La mélancolie du caïman
Femme brillante, ancienne résistante, assistante de Jean Renoir et communiste convaincue, Hélène Rytmann suscite dès leur première rencontre l’intérêt du philosophe. A 28 ans, ce dernier n’a pas encore connu l’amour physique, et l’expérience le précipitera vers de nouveaux épisodes psychotiques. Pourtant, tous deux deviennent inséparables, s’aimant et se détestant tour à tour à égal niveau.
Les crises de Louis se rapprochent de plus en plus : il multiplie les séjours en hôpital psychiatrique, alterne analyses, électrochocs, cures de sommeil. Rien n’y fait. Il se confie à Hélène, à ses proches, parfois aussi à ses élèves, levant le voile sur les origines de son mal-être. Son prénom, pour commencer : Louis, choisi pour rendre hommage au premier amour de sa mère, un soldat tué durant la Première Guerre mondiale. « Louis, c’était Lui, et pas moi ». Le manque d’amour de son père, qui lui offre une carabine pour ses 11 ans, et que le philosophe s’empresse de retourner contre sa poitrine pour un simulacre de suicide. Et puis, cette impression de n’être rien, vide et impuissant, qui le hantera toute sa vie.
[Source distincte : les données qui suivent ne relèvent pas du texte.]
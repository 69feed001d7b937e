//! # knowledge-vector
//!
//! Exact nearest-neighbour index for the tabular knowledge base.
//!
//! Row counts are in the low thousands, so a flat row-major matrix with a
//! linear inner-product scan is fast enough and gives exact, reproducible
//! rankings. Vectors are expected to be unit length, making the inner product
//! a cosine similarity.
//!
//! ## Features
//! - Deterministic ordering: score descending, ties by ascending position
//! - Checksummed little-endian binary artifact (`save` / `load`)
//! - Positions are the join key with the caller's document list

pub mod error;
pub mod flat;
pub mod index;

pub use error::VectorError;
pub use flat::{FlatIndex, FORMAT_VERSION, MAGIC};
pub use index::{IndexStats, SearchResult};
//! Candle-based local embedding implementation.
//!
//! Runs a BERT sentence-transformer (all-MiniLM-L6-v2 by default) in-process
//! with mean pooling. Output dimension comes from the model's `hidden_size`.

use std::path::Path;

use candle_core::{DType, Device, Tensor};
use candle_nn::VarBuilder;
use candle_transformers::models::bert::{BertModel, Config as BertConfig};
use tokenizers::Tokenizer;
use tracing::{debug, info};

use knowledge_types::EmbeddingBackend;

use crate::cache::{read_hidden_size, ModelCache};
use crate::error::EmbeddingError;
use crate::model::{Embedding, EmbeddingModel, ModelInfo};

/// Maximum sequence length
pub const MAX_SEQ_LENGTH: usize = 256;

/// Texts per forward pass; bounds peak memory, not a service limit
pub const DEFAULT_BATCH_SIZE: usize = 32;

/// Candle-based embedder for BERT-family sentence-transformers.
pub struct CandleEmbedder {
    model: BertModel,
    tokenizer: Tokenizer,
    device: Device,
    info: ModelInfo,
    dimension: usize,
}

impl CandleEmbedder {
    /// Load the embedding model from cache (downloading if needed).
    pub fn load(cache: &ModelCache) -> Result<Self, EmbeddingError> {
        let paths = cache.get_or_download()?;
        Self::load_from_paths(
            &cache.model_id,
            &paths.config,
            &paths.tokenizer,
            &paths.weights,
        )
    }

    /// Load with default cache settings
    pub fn load_default() -> Result<Self, EmbeddingError> {
        let cache = ModelCache::default();
        Self::load(&cache)
    }

    /// Load from explicit file paths
    pub fn load_from_paths(
        name: &str,
        config_path: &Path,
        tokenizer_path: &Path,
        weights_path: &Path,
    ) -> Result<Self, EmbeddingError> {
        info!(model = name, "Loading embedding model...");

        // CPU only for now
        let device = Device::Cpu;

        let config_str = std::fs::read_to_string(config_path)?;
        let config: BertConfig = serde_json::from_str(&config_str)
            .map_err(|e| EmbeddingError::ModelNotFound(format!("Invalid config: {}", e)))?;
        let dimension = read_hidden_size(&config_str)?;

        let tokenizer = Tokenizer::from_file(tokenizer_path)
            .map_err(|e| EmbeddingError::Tokenizer(e.to_string()))?;

        let vb = unsafe {
            VarBuilder::from_mmaped_safetensors(&[weights_path.to_path_buf()], DType::F32, &device)?
        };

        let model = BertModel::load(vb, &config)?;

        info!(dim = dimension, max_seq = MAX_SEQ_LENGTH, "Model loaded successfully");

        Ok(Self {
            model,
            tokenizer,
            device,
            info: ModelInfo {
                name: name.to_string(),
                dimension: Some(dimension),
                max_sequence_length: Some(MAX_SEQ_LENGTH),
            },
            dimension,
        })
    }

    /// Mean pooling over token embeddings (excluding padding)
    fn mean_pooling(
        &self,
        embeddings: &Tensor,
        attention_mask: &Tensor,
    ) -> Result<Tensor, EmbeddingError> {
        let mask = attention_mask
            .unsqueeze(2)?
            .broadcast_as(embeddings.shape())?;
        let mask_f32 = mask.to_dtype(DType::F32)?;

        let masked = embeddings.broadcast_mul(&mask_f32)?;
        let sum = masked.sum(1)?;

        let mask_sum = mask_f32.sum(1)?;
        let mask_sum = mask_sum.clamp(1e-9, f64::MAX)?;

        let mean = sum.broadcast_div(&mask_sum)?;
        Ok(mean)
    }

    /// One forward pass over at most `DEFAULT_BATCH_SIZE` texts.
    fn forward_chunk(&self, texts: &[&str]) -> Result<Vec<Embedding>, EmbeddingError> {
        let encodings = self
            .tokenizer
            .encode_batch(texts.to_vec(), true)
            .map_err(|e| EmbeddingError::Tokenizer(e.to_string()))?;

        let max_len = encodings
            .iter()
            .map(|e| e.get_ids().len())
            .max()
            .unwrap_or(0)
            .min(MAX_SEQ_LENGTH);

        let mut input_ids: Vec<Vec<u32>> = Vec::with_capacity(encodings.len());
        let mut attention_masks: Vec<Vec<u32>> = Vec::with_capacity(encodings.len());

        for encoding in &encodings {
            let ids = encoding.get_ids();
            let mask = encoding.get_attention_mask();

            let truncated_len = ids.len().min(max_len);
            let mut padded_ids = ids[..truncated_len].to_vec();
            let mut padded_mask = mask[..truncated_len].to_vec();

            padded_ids.resize(max_len, 0);
            padded_mask.resize(max_len, 0);

            input_ids.push(padded_ids);
            attention_masks.push(padded_mask);
        }

        let batch_size = texts.len();
        let input_ids_flat: Vec<u32> = input_ids.into_iter().flatten().collect();
        let mask_flat: Vec<u32> = attention_masks.into_iter().flatten().collect();

        let input_ids = Tensor::from_vec(input_ids_flat, (batch_size, max_len), &self.device)?;
        let attention_mask = Tensor::from_vec(mask_flat, (batch_size, max_len), &self.device)?;
        let token_type_ids = Tensor::zeros_like(&input_ids)?;

        let output = self
            .model
            .forward(&input_ids, &token_type_ids, Some(&attention_mask))?;

        let pooled = self.mean_pooling(&output, &attention_mask)?;
        let pooled_vec: Vec<Vec<f32>> = pooled.to_vec2()?;

        Ok(pooled_vec.into_iter().map(Embedding::new).collect())
    }
}

impl EmbeddingModel for CandleEmbedder {
    fn info(&self) -> &ModelInfo {
        &self.info
    }

    fn backend(&self) -> EmbeddingBackend {
        EmbeddingBackend::Local
    }

    fn embed_batch(&self, texts: &[&str]) -> Result<Vec<Embedding>, EmbeddingError> {
        if texts.is_empty() {
            return Ok(vec![]);
        }

        debug!(count = texts.len(), "Embedding batch");

        let mut embeddings = Vec::with_capacity(texts.len());
        for chunk in texts.chunks(DEFAULT_BATCH_SIZE) {
            embeddings.extend(self.forward_chunk(chunk)?);
        }

        debug!(count = embeddings.len(), dim = self.dimension, "Batch complete");

        Ok(embeddings)
    }
}

#[cfg(test)]
mod tests {
    use super::*;

    #[test]
    fn test_hidden_size_parsing() {
        assert_eq!(read_hidden_size(r#"{"hidden_size": 384}"#).unwrap(), 384);
        assert!(read_hidden_size(r#"{"vocab_size": 10}"#).is_err());
        assert!(read_hidden_size("not json").is_err());
    }

    // Tests below need the model download; run with `-- --ignored`.

    #[test]
    #[ignore = "requires model download"]
    fn test_load_model() {
        let embedder = CandleEmbedder::load_default().unwrap();
        assert_eq!(embedder.info().dimension, Some(384));
        assert_eq!(embedder.backend(), EmbeddingBackend::Local);
    }

    #[test]
    #[ignore = "requires model download"]
    fn test_embed_batch_larger_than_chunk() {
        let embedder = CandleEmbedder::load_default().unwrap();
        let texts: Vec<String> = (0..40).map(|i| format!("row {}", i)).collect();
        let embeddings = embedder.embed_texts(&texts).unwrap();
        assert_eq!(embeddings.len(), 40);
        for emb in &embeddings {
            assert_eq!(emb.dimension(), 384);
        }
    }

    #[test]
    #[ignore = "requires model download"]
    fn test_similar_texts_high_similarity() {
        let embedder = CandleEmbedder::load_default().unwrap();
        let emb1 = embedder.embed("name: Kweichow Moutai | industry: liquor").unwrap();
        let emb2 = embedder.embed("Moutai is a liquor company").unwrap();
        let emb3 = embedder.embed("Python programming language").unwrap();

        assert!(emb1.cosine_similarity(&emb2) > emb1.cosine_similarity(&emb3));
    }
}
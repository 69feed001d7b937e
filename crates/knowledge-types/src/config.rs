//! Configuration loading for the knowledge base.
//!
//! Layered config: defaults -> config file -> env vars -> CLI flags.
//! The default config file lives at ~/.config/knowledge-base/config.toml.
//! Environment variables use the `KB_` prefix and `__` for nesting, e.g.
//! `KB_EMBEDDING__MODEL=text-embedding-v3` or `KB_SOURCES=a.xlsx,b.csv`.

use std::fmt;
use std::path::PathBuf;
use std::str::FromStr;

use config::{Config, Environment, File};
use directories::ProjectDirs;
use serde::{Deserialize, Serialize};

use crate::error::TypesError;

/// Which embedding implementation backs a knowledge base.
#[derive(Debug, Clone, Copy, PartialEq, Eq, Hash, Serialize, Deserialize, Default)]
#[serde(rename_all = "lowercase")]
pub enum EmbeddingBackend {
    /// Remote batch embedding service (OpenAI-compatible endpoint)
    #[default]
    #[serde(alias = "dashscope", alias = "api")]
    Remote,
    /// In-process model, no network access during embedding
    Local,
}

impl EmbeddingBackend {
    pub fn as_str(&self) -> &'static str {
        match self {
            EmbeddingBackend::Remote => "remote",
            EmbeddingBackend::Local => "local",
        }
    }
}

impl fmt::Display for EmbeddingBackend {
    fn fmt(&self, f: &mut fmt::Formatter<'_>) -> fmt::Result {
        f.write_str(self.as_str())
    }
}

impl FromStr for EmbeddingBackend {
    type Err = TypesError;

    fn from_str(s: &str) -> Result<Self, Self::Err> {
        match s.trim().to_ascii_lowercase().as_str() {
            "remote" | "dashscope" | "api" => Ok(EmbeddingBackend::Remote),
            "local" => Ok(EmbeddingBackend::Local),
            other => Err(TypesError::InvalidInput(format!(
                "unknown embedding backend '{}' (expected remote or local)",
                other
            ))),
        }
    }
}

/// Embedding provider configuration
#[derive(Debug, Clone, Serialize, Deserialize)]
pub struct EmbeddingSettings {
    #[serde(default)]
    pub backend: EmbeddingBackend,

    /// Model identifier (remote model name, or HuggingFace repo id with an
    /// optional `@revision`)
    #[serde(default = "default_embedding_model")]
    pub model: String,

    /// Texts per embedding request
    #[serde(default = "default_batch_size")]
    pub batch_size: usize,

    /// Remote service limit per request; local backends ignore it
    #[serde(default = "default_max_batch_size")]
    pub max_batch_size: usize,

    /// Base URL of the OpenAI-compatible embedding endpoint
    #[serde(default = "default_api_base_url")]
    pub api_base_url: String,

    /// API key (prefer env vars over config files)
    #[serde(default)]
    pub api_key: Option<String>,

    /// Requested output dimension, when the service supports choosing one
    #[serde(default)]
    pub dimensions: Option<usize>,

    /// Attempts per batch before giving up
    #[serde(default = "default_max_retries")]
    pub max_retries: u32,

    /// First backoff interval between attempts (ms)
    #[serde(default = "default_retry_initial_interval_ms")]
    pub retry_initial_interval_ms: u64,

    /// Per-request HTTP timeout (seconds)
    #[serde(default = "default_request_timeout_secs")]
    pub request_timeout_secs: u64,

    /// Where local model files are cached
    #[serde(default)]
    pub model_cache_dir: Option<String>,
}

fn default_embedding_model() -> String {
    "text-embedding-v3".to_string()
}

fn default_batch_size() -> usize {
    10
}

fn default_max_batch_size() -> usize {
    10
}

fn default_api_base_url() -> String {
    "https://dashscope.aliyuncs.com/compatible-mode/v1".to_string()
}

fn default_max_retries() -> u32 {
    3
}

fn default_retry_initial_interval_ms() -> u64 {
    500
}

fn default_request_timeout_secs() -> u64 {
    30
}

impl Default for EmbeddingSettings {
    fn default() -> Self {
        Self {
            backend: EmbeddingBackend::default(),
            model: default_embedding_model(),
            batch_size: default_batch_size(),
            max_batch_size: default_max_batch_size(),
            api_base_url: default_api_base_url(),
            api_key: None,
            dimensions: None,
            max_retries: default_max_retries(),
            retry_initial_interval_ms: default_retry_initial_interval_ms(),
            request_timeout_secs: default_request_timeout_secs(),
            model_cache_dir: None,
        }
    }
}

impl EmbeddingSettings {
    /// API key from settings, falling back to `DASHSCOPE_API_KEY`.
    pub fn resolved_api_key(&self) -> Option<String> {
        self.api_key
            .clone()
            .filter(|k| !k.trim().is_empty())
            .or_else(|| std::env::var("DASHSCOPE_API_KEY").ok())
    }

    /// Validate configuration values.
    pub fn validate(&self) -> Result<(), String> {
        if self.model.trim().is_empty() {
            return Err("embedding.model must not be empty".to_string());
        }
        if self.batch_size == 0 {
            return Err("embedding.batch_size must be > 0".to_string());
        }
        if self.max_batch_size == 0 {
            return Err("embedding.max_batch_size must be > 0".to_string());
        }
        if self.max_retries == 0 {
            return Err("embedding.max_retries must be > 0".to_string());
        }
        if self.dimensions == Some(0) {
            return Err("embedding.dimensions must be > 0 when set".to_string());
        }
        Ok(())
    }
}

/// Main knowledge base settings
#[derive(Debug, Clone, Serialize, Deserialize)]
pub struct Settings {
    /// Ordered source files; entries may hold comma-separated lists
    #[serde(default)]
    pub sources: Vec<String>,

    /// Directory relative source paths are resolved against (default: cwd)
    #[serde(default)]
    pub base_dir: Option<String>,

    /// Directory holding cached index artifacts
    #[serde(default = "default_cache_dir")]
    pub cache_dir: String,

    /// Records returned per query
    #[serde(default = "default_top_k")]
    pub top_k: usize,

    /// Minimum hits the caller expects before trusting the knowledge base
    #[serde(default = "default_min_hits")]
    pub min_hits: usize,

    /// Abandon a rebuild after this many seconds
    #[serde(default)]
    pub build_timeout_secs: Option<u64>,

    /// Log level (trace, debug, info, warn, error)
    #[serde(default = "default_log_level")]
    pub log_level: String,

    #[serde(default)]
    pub embedding: EmbeddingSettings,
}

fn default_cache_dir() -> String {
    ProjectDirs::from("", "", "knowledge-base")
        .map(|p| p.cache_dir().join("index"))
        .unwrap_or_else(|| PathBuf::from(".kb_cache"))
        .to_string_lossy()
        .to_string()
}

fn default_top_k() -> usize {
    3
}

fn default_min_hits() -> usize {
    1
}

fn default_log_level() -> String {
    "info".to_string()
}

impl Default for Settings {
    fn default() -> Self {
        Self {
            sources: Vec::new(),
            base_dir: None,
            cache_dir: default_cache_dir(),
            top_k: default_top_k(),
            min_hits: default_min_hits(),
            build_timeout_secs: None,
            log_level: default_log_level(),
            embedding: EmbeddingSettings::default(),
        }
    }
}

impl Settings {
    /// Load settings with layered precedence:
    /// 1. Built-in defaults
    /// 2. Config file (~/.config/knowledge-base/config.toml)
    /// 3. CLI-specified config file (optional)
    /// 4. Environment variables (KB_*)
    ///
    /// CLI flags should be applied by the caller after this returns.
    pub fn load(cli_config_path: Option<&str>) -> Result<Self, TypesError> {
        let config_dir = ProjectDirs::from("", "", "knowledge-base")
            .map(|p| p.config_dir().to_path_buf())
            .unwrap_or_else(|| PathBuf::from("."));

        let default_config_path = config_dir.join("config");

        let mut builder = Config::builder()
            .set_default("cache_dir", default_cache_dir())
            .map_err(|e| TypesError::Config(e.to_string()))?
            .set_default("top_k", default_top_k() as i64)
            .map_err(|e| TypesError::Config(e.to_string()))?
            .set_default("min_hits", default_min_hits() as i64)
            .map_err(|e| TypesError::Config(e.to_string()))?
            .set_default("log_level", default_log_level())
            .map_err(|e| TypesError::Config(e.to_string()))?
            .set_default("embedding.backend", EmbeddingBackend::default().as_str())
            .map_err(|e| TypesError::Config(e.to_string()))?
            .set_default("embedding.model", default_embedding_model())
            .map_err(|e| TypesError::Config(e.to_string()))?
            .add_source(File::with_name(&default_config_path.to_string_lossy()).required(false));

        if let Some(path) = cli_config_path {
            builder = builder.add_source(File::with_name(path).required(true));
        }

        builder = builder.add_source(
            Environment::with_prefix("KB")
                .prefix_separator("_")
                .separator("__")
                .list_separator(",")
                .with_list_parse_key("sources")
                .try_parsing(true),
        );

        let config = builder
            .build()
            .map_err(|e| TypesError::Config(e.to_string()))?;

        let settings: Settings = config
            .try_deserialize()
            .map_err(|e| TypesError::Config(e.to_string()))?;
        settings.validate().map_err(TypesError::Config)?;
        Ok(settings)
    }

    /// Validate configuration values.
    pub fn validate(&self) -> Result<(), String> {
        if self.top_k == 0 {
            return Err("top_k must be > 0".to_string());
        }
        if self.cache_dir.trim().is_empty() {
            return Err("cache_dir must not be empty".to_string());
        }
        if self.build_timeout_secs == Some(0) {
            return Err("build_timeout_secs must be > 0 when set".to_string());
        }
        self.embedding.validate()
    }

    /// Cache directory with `~` expanded.
    pub fn expanded_cache_dir(&self) -> PathBuf {
        expand_path(&self.cache_dir)
    }

    /// Base directory for relative sources, defaulting to the working directory.
    pub fn expanded_base_dir(&self) -> PathBuf {
        match &self.base_dir {
            Some(dir) => expand_path(dir),
            None => std::env::current_dir().unwrap_or_else(|_| PathBuf::from(".")),
        }
    }
}

/// Expand `~` and environment references in a user-supplied path.
pub fn expand_path(raw: &str) -> PathBuf {
    PathBuf::from(shellexpand::tilde(raw.trim()).into_owned())
}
C’est avec ces démons, et bien d’autres encore, que le philosophe tentera de vivre tel un funambule, dans un combat qu’il finit par perdre un matin de novembre. Huit mois plus tôt, il écrivait à Hélène : « [J’ai la] conviction, profonde, réfléchie, pas du tout aventureuse ni hypothétique que les choses sont en train de s’arranger entre nous, que je vais devenir capable de ne plus faire de provocations […], de prendre au sérieux les leçons à tirer, que je t’ai fait un mal considérable pendant trente-cinq ans. »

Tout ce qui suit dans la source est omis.